→ Work instruction
Pick every line out of the entries below that holds the string "Debug", and report them.

→ Stored data
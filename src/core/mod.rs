//! Core types for LPM
//!
//! - [`error`] - Error types and user-friendly error reporting
//!
//! Every fallible public function returns [`anyhow::Result`]; the concrete
//! failure is an [`LpmError`] somewhere in the error chain, which
//! [`user_friendly_error`] digs out for display.

pub mod error;

pub use error::{ErrorContext, LpmError, user_friendly_error};
//! Configuration for LPM
//!
//! - [`LpmConfig`] is the optional TOML file (`~/.lpm/config.toml`)
//! - [`PackageSpec`] describes a managed package
//! - [`Layout`] holds the resolved filesystem locations
//!
//! # Examples
//!
//! ```rust,no_run
//! use lpm_cli::config::LpmConfig;
//!
//! # async fn example() -> anyhow::Result<()> {
//! let config = LpmConfig::load_with_optional(None).await?;
//! let layout = config.layout()?;
//! let spec = config.package("windsurf")?;
//! println!("{} installs into {}", spec.display_name, layout.install_dir(&spec).display());
//! # Ok(())
//! # }
//! ```

mod global;
mod layout;
mod package;

pub use global::{LpmConfig, NetworkConfig, SchedulerConfig, ScriptsConfig};
pub use layout::{Layout, LayoutOverrides};
pub use package::{DesktopEntrySpec, DetailField, PackageConfig, PackageSpec, StripRule, UserDirs};
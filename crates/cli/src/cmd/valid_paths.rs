use anyhow::Result;

use lstore_lib::Store;

use crate::output::{OutputFormat, print_info, print_json};
use crate::store::open_local;

pub fn cmd_valid_paths(store_uri: &str, output: OutputFormat) -> Result<()> {
  let store = open_local(store_uri)?;
  let printed: Vec<String> = store
    .query_valid_paths()
    .iter()
    .map(|path| store.print_store_path(path))
    .collect();

  if output.is_json() {
    return print_json(&printed);
  }

  if printed.is_empty() {
    print_info("No registered store paths.");
  }
  for path in printed {
    println!("{}", path);
  }

  Ok(())
}
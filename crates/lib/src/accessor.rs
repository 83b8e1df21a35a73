//! Read-only file tree access.
//!
//! `SourceAccessor` is the generic capability: stat, list, read, readlink over
//! `CanonPath`s. `PosixAccessor` implements it over a real directory.

use std::collections::BTreeMap;
use std::fs;
use std::io::{self, Write};
use std::path::{Path, PathBuf};

use serde::{Deserialize, Serialize};

use crate::canon_path::CanonPath;
use crate::{Error, Result};

#[derive(Debug, Clone, Copy, PartialEq, Eq, Hash, Serialize, Deserialize)]
#[serde(rename_all = "lowercase")]
pub enum FileKind {
  Regular,
  Directory,
  Symlink,
  /// Sockets, devices, fifos.
  Misc,
}

#[derive(Debug, Clone, PartialEq, Eq, Serialize, Deserialize)]
pub struct Stat {
  pub kind: FileKind,
  /// Size in bytes, for regular files.
  pub size: Option<u64>,
  pub is_executable: bool,
}

impl Stat {
  pub fn directory() -> Self {
    Self {
      kind: FileKind::Directory,
      size: None,
      is_executable: false,
    }
  }
}

/// Directory entries by name. The kind is `None` when it can't be determined cheaply.
pub type DirEntries = BTreeMap<String, Option<FileKind>>;

pub trait SourceAccessor: Send + Sync {
  /// Stat without following a final symlink. `Ok(None)` if nothing is there.
  fn maybe_lstat(&self, path: &CanonPath) -> Result<Option<Stat>>;

  fn read_directory(&self, path: &CanonPath) -> Result<DirEntries>;

  /// Stream the contents of a regular file into `sink`.
  ///
  /// `size_callback` receives the total size before any byte is written.
  fn read_file(&self, path: &CanonPath, sink: &mut dyn Write, size_callback: &mut dyn FnMut(u64)) -> Result<()>;

  fn read_link(&self, path: &CanonPath) -> Result<String>;

  fn lstat(&self, path: &CanonPath) -> Result<Stat> {
    self
      .maybe_lstat(path)?
      .ok_or_else(|| Error::PathNotFound(path.abs().to_string()))
  }

  fn path_exists(&self, path: &CanonPath) -> Result<bool> {
    Ok(self.maybe_lstat(path)?.is_some())
  }

  fn read_file_to_vec(&self, path: &CanonPath) -> Result<Vec<u8>> {
    let mut contents = Vec::new();
    self.read_file(path, &mut contents, &mut |_: u64| {})?;
    Ok(contents)
  }
}

/// Accessor over the real filesystem, rooted at a directory.
///
/// `CanonPath` `/a/b` maps to `<root>/a/b`.
#[derive(Debug, Clone)]
pub struct PosixAccessor {
  root: PathBuf,
}

impl PosixAccessor {
  pub fn new(root: impl Into<PathBuf>) -> Self {
    Self { root: root.into() }
  }

  pub fn root(&self) -> &Path {
    &self.root
  }

  /// The real path behind `path`.
  pub fn real_path(&self, path: &CanonPath) -> PathBuf {
    if path.is_root() {
      self.root.clone()
    } else {
      self.root.join(path.rel())
    }
  }
}

impl Default for PosixAccessor {
  fn default() -> Self {
    Self::new("/")
  }
}

fn kind_of(file_type: fs::FileType) -> FileKind {
  if file_type.is_file() {
    FileKind::Regular
  } else if file_type.is_dir() {
    FileKind::Directory
  } else if file_type.is_symlink() {
    FileKind::Symlink
  } else {
    FileKind::Misc
  }
}

#[cfg(unix)]
fn is_executable(metadata: &fs::Metadata) -> bool {
  use std::os::unix::fs::PermissionsExt;
  metadata.permissions().mode() & 0o111 != 0
}

#[cfg(not(unix))]
fn is_executable(_metadata: &fs::Metadata) -> bool {
  false
}

impl SourceAccessor for PosixAccessor {
  fn maybe_lstat(&self, path: &CanonPath) -> Result<Option<Stat>> {
    let real = self.real_path(path);
    let metadata = match fs::symlink_metadata(&real) {
      Ok(metadata) => metadata,
      Err(e) if matches!(e.kind(), io::ErrorKind::NotFound | io::ErrorKind::NotADirectory) => return Ok(None),
      Err(e) => return Err(Error::io(real, e)),
    };

    let kind = kind_of(metadata.file_type());
    Ok(Some(Stat {
      kind,
      size: (kind == FileKind::Regular).then(|| metadata.len()),
      is_executable: kind == FileKind::Regular && is_executable(&metadata),
    }))
  }

  fn read_directory(&self, path: &CanonPath) -> Result<DirEntries> {
    if self.lstat(path)?.kind != FileKind::Directory {
      return Err(Error::NotADirectory(path.abs().to_string()));
    }

    let real = self.real_path(path);
    let mut entries = DirEntries::new();
    for entry in fs::read_dir(&real).map_err(|e| Error::io(&real, e))? {
      let entry = entry.map_err(|e| Error::io(&real, e))?;
      let kind = entry.file_type().ok().map(kind_of);
      let name = entry.file_name().into_string().map_err(|name| {
        let mut child = path.clone();
        child.push(&name.to_string_lossy());
        Error::NonUtf8Name(child.abs().to_string())
      })?;
      entries.insert(name, kind);
    }
    Ok(entries)
  }

  fn read_file(&self, path: &CanonPath, sink: &mut dyn Write, size_callback: &mut dyn FnMut(u64)) -> Result<()> {
    let stat = self.lstat(path)?;
    if stat.kind != FileKind::Regular {
      return Err(Error::NotARegularFile(path.abs().to_string()));
    }

    let real = self.real_path(path);
    let mut file = fs::File::open(&real).map_err(|e| Error::io(&real, e))?;
    let size = file.metadata().map_err(|e| Error::io(&real, e))?.len();
    size_callback(size);
    io::copy(&mut file, sink).map_err(|e| Error::io(&real, e))?;
    Ok(())
  }

  fn read_link(&self, path: &CanonPath) -> Result<String> {
    if self.lstat(path)?.kind != FileKind::Symlink {
      return Err(Error::NotASymlink(path.abs().to_string()));
    }

    let real = self.real_path(path);
    let target = fs::read_link(&real).map_err(|e| Error::io(&real, e))?;
    target
      .into_os_string()
      .into_string()
      .map_err(|_| Error::NonUtf8Name(path.abs().to_string()))
  }
}

#[cfg(test)]
mod tests {
  use super::*;
  use tempfile::TempDir;

  fn accessor_with_tree() -> (TempDir, PosixAccessor) {
    let temp = TempDir::new().unwrap();
    fs::create_dir_all(temp.path().join("dir/sub")).unwrap();
    fs::write(temp.path().join("dir/file.txt"), "hello").unwrap();
    #[cfg(unix)]
    std::os::unix::fs::symlink("file.txt", temp.path().join("dir/link")).unwrap();
    let accessor = PosixAccessor::new(temp.path());
    (temp, accessor)
  }

  #[test]
  fn lstat_reports_kind_and_size() {
    let (_temp, accessor) = accessor_with_tree();
    let stat = accessor.lstat(&CanonPath::new("/dir/file.txt")).unwrap();
    assert_eq!(stat.kind, FileKind::Regular);
    assert_eq!(stat.size, Some(5));
    assert_eq!(accessor.lstat(&CanonPath::new("/dir")).unwrap().kind, FileKind::Directory);
  }

  #[test]
  fn maybe_lstat_missing_is_none() {
    let (_temp, accessor) = accessor_with_tree();
    assert!(accessor.maybe_lstat(&CanonPath::new("/nope")).unwrap().is_none());
    assert!(accessor.maybe_lstat(&CanonPath::new("/dir/file.txt/below")).unwrap().is_none());
    assert!(matches!(
      accessor.lstat(&CanonPath::new("/nope")),
      Err(Error::PathNotFound(_))
    ));
  }

  #[test]
  fn read_directory_lists_entries() {
    let (_temp, accessor) = accessor_with_tree();
    let entries = accessor.read_directory(&CanonPath::new("/dir")).unwrap();
    assert_eq!(entries.get("file.txt"), Some(&Some(FileKind::Regular)));
    assert_eq!(entries.get("sub"), Some(&Some(FileKind::Directory)));
  }

  #[test]
  fn read_directory_on_file_fails() {
    let (_temp, accessor) = accessor_with_tree();
    assert!(matches!(
      accessor.read_directory(&CanonPath::new("/dir/file.txt")),
      Err(Error::NotADirectory(_))
    ));
  }

  #[test]
  fn read_file_reports_size_first() {
    let (_temp, accessor) = accessor_with_tree();
    let mut sink = Vec::new();
    let mut reported = None;
    accessor
      .read_file(&CanonPath::new("/dir/file.txt"), &mut sink, &mut |size: u64| reported = Some(size))
      .unwrap();
    assert_eq!(sink, b"hello");
    assert_eq!(reported, Some(5));
  }

  #[test]
  fn read_file_on_directory_fails() {
    let (_temp, accessor) = accessor_with_tree();
    assert!(matches!(
      accessor.read_file_to_vec(&CanonPath::new("/dir")),
      Err(Error::NotARegularFile(_))
    ));
  }

  #[test]
  #[cfg(unix)]
  fn read_link_returns_target() {
    let (_temp, accessor) = accessor_with_tree();
    assert_eq!(accessor.read_link(&CanonPath::new("/dir/link")).unwrap(), "file.txt");
    assert_eq!(
      accessor.lstat(&CanonPath::new("/dir/link")).unwrap().kind,
      FileKind::Symlink
    );
    assert!(matches!(
      accessor.read_link(&CanonPath::new("/dir/file.txt")),
      Err(Error::NotASymlink(_))
    ));
  }

  #[test]
  #[cfg(target_os = "linux")]
  fn non_utf8_names_are_rejected_not_mangled() {
    use std::ffi::OsStr;
    use std::os::unix::ffi::OsStrExt;

    let (temp, accessor) = accessor_with_tree();
    let name = OsStr::from_bytes(b"caf\xe9");
    fs::write(temp.path().join("dir").join(name), "x").unwrap();
    std::os::unix::fs::symlink(name, temp.path().join("dir/sub/bad-link")).unwrap();

    assert!(matches!(
      accessor.read_directory(&CanonPath::new("/dir")),
      Err(Error::NonUtf8Name(path)) if path == "/dir/caf\u{FFFD}"
    ));
    assert!(matches!(
      accessor.read_link(&CanonPath::new("/dir/sub/bad-link")),
      Err(Error::NonUtf8Name(_))
    ));
  }
}
//! Store path naming.
//!
//! A store path is named by its base name `<hash>-<name>`, where the hash is
//! 32 characters of the Nix base32 alphabet. The store directory turns base
//! names into absolute virtual paths and back.

use std::fmt;
use std::str::FromStr;

use serde::{Deserialize, Serialize};

use crate::canon_path::CanonPath;
use crate::consts::{DEFAULT_STORE_DIR, NIX_BASE32_CHARS, STORE_PATH_HASH_LEN, STORE_PATH_MAX_NAME_LEN};
use crate::{Error, Result};

/// An immutable, content-addressed store entry, independent of any store directory.
#[derive(Debug, Clone, PartialEq, Eq, PartialOrd, Ord, Hash, Serialize, Deserialize)]
#[serde(try_from = "String", into = "String")]
pub struct StorePath {
  hash: String,
  name: String,
}

impl StorePath {
  /// Parse a base name such as `7rjj86a15146cq1d3qy068lml7n8ykzm-hello-2.12`.
  pub fn from_base_name(base_name: &str) -> Result<Self> {
    let bad = |reason: &str| Error::BadStorePath {
      path: base_name.to_string(),
      reason: reason.to_string(),
    };

    if base_name.len() < STORE_PATH_HASH_LEN + 2 {
      return Err(bad("base name is too short"));
    }
    let Some((hash, rest)) = base_name.split_at_checked(STORE_PATH_HASH_LEN) else {
      return Err(bad("hash contains characters outside the base32 alphabet"));
    };
    if !hash.chars().all(|c| NIX_BASE32_CHARS.contains(c)) {
      return Err(bad("hash contains characters outside the base32 alphabet"));
    }
    let Some(name) = rest.strip_prefix('-') else {
      return Err(bad("missing '-' after the hash"));
    };
    validate_name(name).map_err(|reason| bad(&reason))?;

    Ok(Self {
      hash: hash.to_string(),
      name: name.to_string(),
    })
  }

  pub fn hash_part(&self) -> &str {
    &self.hash
  }

  pub fn name(&self) -> &str {
    &self.name
  }

  pub fn is_derivation(&self) -> bool {
    self.name.ends_with(".drv")
  }
}

fn validate_name(name: &str) -> std::result::Result<(), String> {
  if name.is_empty() {
    return Err("name is empty".to_string());
  }
  if name.len() > STORE_PATH_MAX_NAME_LEN {
    return Err(format!("name is longer than {} characters", STORE_PATH_MAX_NAME_LEN));
  }
  if name.starts_with('.') {
    return Err("name starts with '.'".to_string());
  }
  if let Some(c) = name
    .chars()
    .find(|c| !(c.is_ascii_alphanumeric() || "+-._?=".contains(*c)))
  {
    return Err(format!("name contains forbidden character '{}'", c));
  }
  Ok(())
}

/// Renders the base name, without any store directory.
impl fmt::Display for StorePath {
  fn fmt(&self, f: &mut fmt::Formatter<'_>) -> fmt::Result {
    write!(f, "{}-{}", self.hash, self.name)
  }
}

impl FromStr for StorePath {
  type Err = Error;

  fn from_str(s: &str) -> Result<Self> {
    Self::from_base_name(s)
  }
}

impl TryFrom<String> for StorePath {
  type Error = Error;

  fn try_from(s: String) -> Result<Self> {
    Self::from_base_name(&s)
  }
}

impl From<StorePath> for String {
  fn from(path: StorePath) -> Self {
    path.to_string()
  }
}

/// The canonical store directory, e.g. `/nix/store`.
#[derive(Debug, Clone, PartialEq, Eq, Hash, Serialize, Deserialize)]
pub struct StoreDir(CanonPath);

impl StoreDir {
  pub fn new(path: impl Into<CanonPath>) -> Self {
    Self(path.into())
  }

  pub fn as_canon(&self) -> &CanonPath {
    &self.0
  }

  /// Absolute virtual path of `path`, e.g. `/nix/store/<hash>-<name>`.
  pub fn print_path(&self, path: &StorePath) -> String {
    let mut printed = self.0.clone();
    printed.push(&path.to_string());
    printed.abs().to_string()
  }

  /// Parse an absolute path that names a store path exactly.
  pub fn parse_path(&self, path: &str) -> Result<StorePath> {
    let (store_path, rest) = self.to_store_path(&CanonPath::new(path))?;
    if !rest.is_root() {
      return Err(Error::BadStorePath {
        path: path.to_string(),
        reason: "path points inside a store path".to_string(),
      });
    }
    Ok(store_path)
  }

  /// Accept either a full store path or a bare base name.
  pub fn parse_path_or_base_name(&self, path: &str) -> Result<StorePath> {
    if path.starts_with('/') {
      self.parse_path(path)
    } else {
      StorePath::from_base_name(path)
    }
  }

  /// Split a virtual path into the store path it lies in and the remainder below it.
  ///
  /// `/nix/store/<base>/bin/hello` yields `(<base>, /bin/hello)`.
  pub fn to_store_path(&self, path: &CanonPath) -> Result<(StorePath, CanonPath)> {
    let not_in_store = || Error::NotInStore {
      path: path.abs().to_string(),
      store_dir: self.0.abs().to_string(),
    };

    let below = path.strip_prefix(&self.0).ok_or_else(not_in_store)?;
    let mut components = below.components();
    let base_name = components.next().ok_or_else(not_in_store)?;
    let store_path = StorePath::from_base_name(base_name)?;

    let mut rest = CanonPath::root();
    for component in components {
      rest.push(component);
    }
    Ok((store_path, rest))
  }
}

impl Default for StoreDir {
  fn default() -> Self {
    Self::new(DEFAULT_STORE_DIR)
  }
}

impl fmt::Display for StoreDir {
  fn fmt(&self, f: &mut fmt::Formatter<'_>) -> fmt::Result {
    write!(f, "{}", self.0)
  }
}
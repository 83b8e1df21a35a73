mod cat;
mod dump;
mod log;
mod ls;
mod readlink;
mod show_config;
mod valid_paths;

pub use cat::cmd_cat;
pub use dump::cmd_dump;
pub use log::cmd_log;
pub use ls::cmd_ls;
pub use readlink::cmd_readlink;
pub use show_config::cmd_show_config;
pub use valid_paths::cmd_valid_paths;
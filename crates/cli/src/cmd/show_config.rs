//! Show the configuration a store URI resolves to.

use anyhow::Result;

use lstore_lib::config::LOCAL_FS_SETTINGS;
use lstore_lib::remote::S3_SETTINGS;
use lstore_lib::{SettingInfo, StoreReference};

use crate::output::{OutputFormat, print_info, print_json, print_stat, print_warning};

pub fn cmd_show_config(store_uri: &str, output: OutputFormat) -> Result<()> {
  let reference = StoreReference::parse(store_uri)?;

  if output.is_json() {
    let json = match &reference {
      StoreReference::Local(config) => serde_json::json!({
        "type": "local",
        "config": config,
        "settings": LOCAL_FS_SETTINGS,
      }),
      StoreReference::S3(config) => serde_json::json!({
        "type": "s3",
        "config": config,
        "settings": S3_SETTINGS,
      }),
    };
    return print_json(&json);
  }

  match &reference {
    StoreReference::Local(config) => {
      print_info(&format!("Local store '{}'", store_uri));
      print_stat("Store directory", &config.store_dir.to_string());
      let real_root = match &config.root_dir {
        Some(root) => root.display().to_string(),
        None => config.store_dir.to_string(),
      };
      print_stat("Real root", &real_root);
      print_stat("Log directory", &config.log_dir.display().to_string());
      print_stat("State directory", &config.state_dir.display().to_string());
      print_settings(LOCAL_FS_SETTINGS);
    }
    StoreReference::S3(config) => {
      print_warning("Binary cache stores are configuration only; lstore does not contact them");
      print_info(&format!("S3 binary cache '{}'", store_uri));
      print_stat("Bucket", &config.bucket_name);
      print_stat("Region", &config.region);
      if let Some(endpoint) = &config.endpoint {
        print_stat("Endpoint", endpoint);
      }
      print_stat("Multipart upload", &config.multipart_upload.to_string());
      print_settings(S3_SETTINGS);
    }
  }

  Ok(())
}

fn print_settings(settings: &[SettingInfo]) {
  println!();
  println!("Settings:");
  for setting in settings {
    print_stat(setting.name, setting.description);
  }
}
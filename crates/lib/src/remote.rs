//! Configuration for object-store-backed binary caches.
//!
//! This only carries settings; talking to the bucket is left to the cache
//! implementation that consumes it.

use serde::Serialize;
use tracing::warn;

use crate::config::{SettingInfo, StoreParams};

/// Default part size for multipart uploads (5 MiB).
pub const DEFAULT_BUFFER_SIZE: u64 = 5 * 1024 * 1024;

pub const DEFAULT_REGION: &str = "us-east-1";

pub const S3_SETTINGS: &[SettingInfo] = &[
  SettingInfo {
    name: "profile",
    description: "The name of the AWS configuration profile to use.",
  },
  SettingInfo {
    name: "region",
    description: "The region of the S3 bucket.",
  },
  SettingInfo {
    name: "scheme",
    description: "The scheme used for S3 requests, `https` or `http`.",
  },
  SettingInfo {
    name: "endpoint",
    description: "The URL of the endpoint of an S3-compatible service.",
  },
  SettingInfo {
    name: "narinfo-compression",
    description: "Compression method for `.narinfo` files.",
  },
  SettingInfo {
    name: "ls-compression",
    description: "Compression method for `.ls` files.",
  },
  SettingInfo {
    name: "log-compression",
    description: "Compression method for `log/*` files.",
  },
  SettingInfo {
    name: "multipart-upload",
    description: "Whether to use multi-part uploads.",
  },
  SettingInfo {
    name: "buffer-size",
    description: "Size (in bytes) of each part in multi-part uploads.",
  },
];

#[derive(Debug, Clone, PartialEq, Eq, Serialize)]
pub struct S3BinaryCacheStoreConfig {
  pub scheme: String,
  /// Stored exactly as given; no trimming or validation.
  pub bucket_name: String,
  pub profile: Option<String>,
  pub region: String,
  pub request_scheme: Option<String>,
  pub endpoint: Option<String>,
  pub narinfo_compression: Option<String>,
  pub ls_compression: Option<String>,
  pub log_compression: Option<String>,
  pub multipart_upload: bool,
  pub buffer_size: u64,
}

impl S3BinaryCacheStoreConfig {
  /// Build from the URI scheme, the bucket name and the remaining params.
  ///
  /// Never fails: unknown keys and unparsable values are logged and ignored.
  pub fn new(scheme: &str, bucket_name: &str, params: &StoreParams) -> Self {
    let mut config = Self {
      scheme: scheme.to_string(),
      bucket_name: bucket_name.to_string(),
      profile: None,
      region: DEFAULT_REGION.to_string(),
      request_scheme: None,
      endpoint: None,
      narinfo_compression: None,
      ls_compression: None,
      log_compression: None,
      multipart_upload: false,
      buffer_size: DEFAULT_BUFFER_SIZE,
    };

    for (key, value) in params {
      match key.as_str() {
        "profile" => config.profile = Some(value.clone()),
        "region" => config.region = value.clone(),
        "scheme" => config.request_scheme = Some(value.clone()),
        "endpoint" => config.endpoint = Some(value.clone()),
        "narinfo-compression" => config.narinfo_compression = Some(value.clone()),
        "ls-compression" => config.ls_compression = Some(value.clone()),
        "log-compression" => config.log_compression = Some(value.clone()),
        "multipart-upload" => match parse_bool(value) {
          Some(enabled) => config.multipart_upload = enabled,
          None => warn!(key = %key, value = %value, "ignoring invalid boolean store setting"),
        },
        "buffer-size" => match value.parse() {
          Ok(size) => config.buffer_size = size,
          Err(_) => warn!(key = %key, value = %value, "ignoring invalid size store setting"),
        },
        _ => warn!(key = %key, "unknown S3 store setting"),
      }
    }

    config
  }
}

fn parse_bool(value: &str) -> Option<bool> {
  match value {
    "true" | "1" | "yes" => Some(true),
    "false" | "0" | "no" => Some(false),
    _ => None,
  }
}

→ Task result
#[derive(Debug, Clone, Copy, PartialEq, Eq, Hash, Serialize, Deserialize)]
#[derive(Debug, Clone, PartialEq, Eq, Serialize, Deserialize)]
#[derive(Debug, Clone)]
#[derive(Debug, Clone, PartialEq, Eq, PartialOrd, Ord, Hash, Serialize, Deserialize)]
#[derive(Debug, Clone, PartialEq, Eq, Hash, Serialize, Deserialize)]
#[derive(Debug, Clone, PartialEq, Eq, Serialize)]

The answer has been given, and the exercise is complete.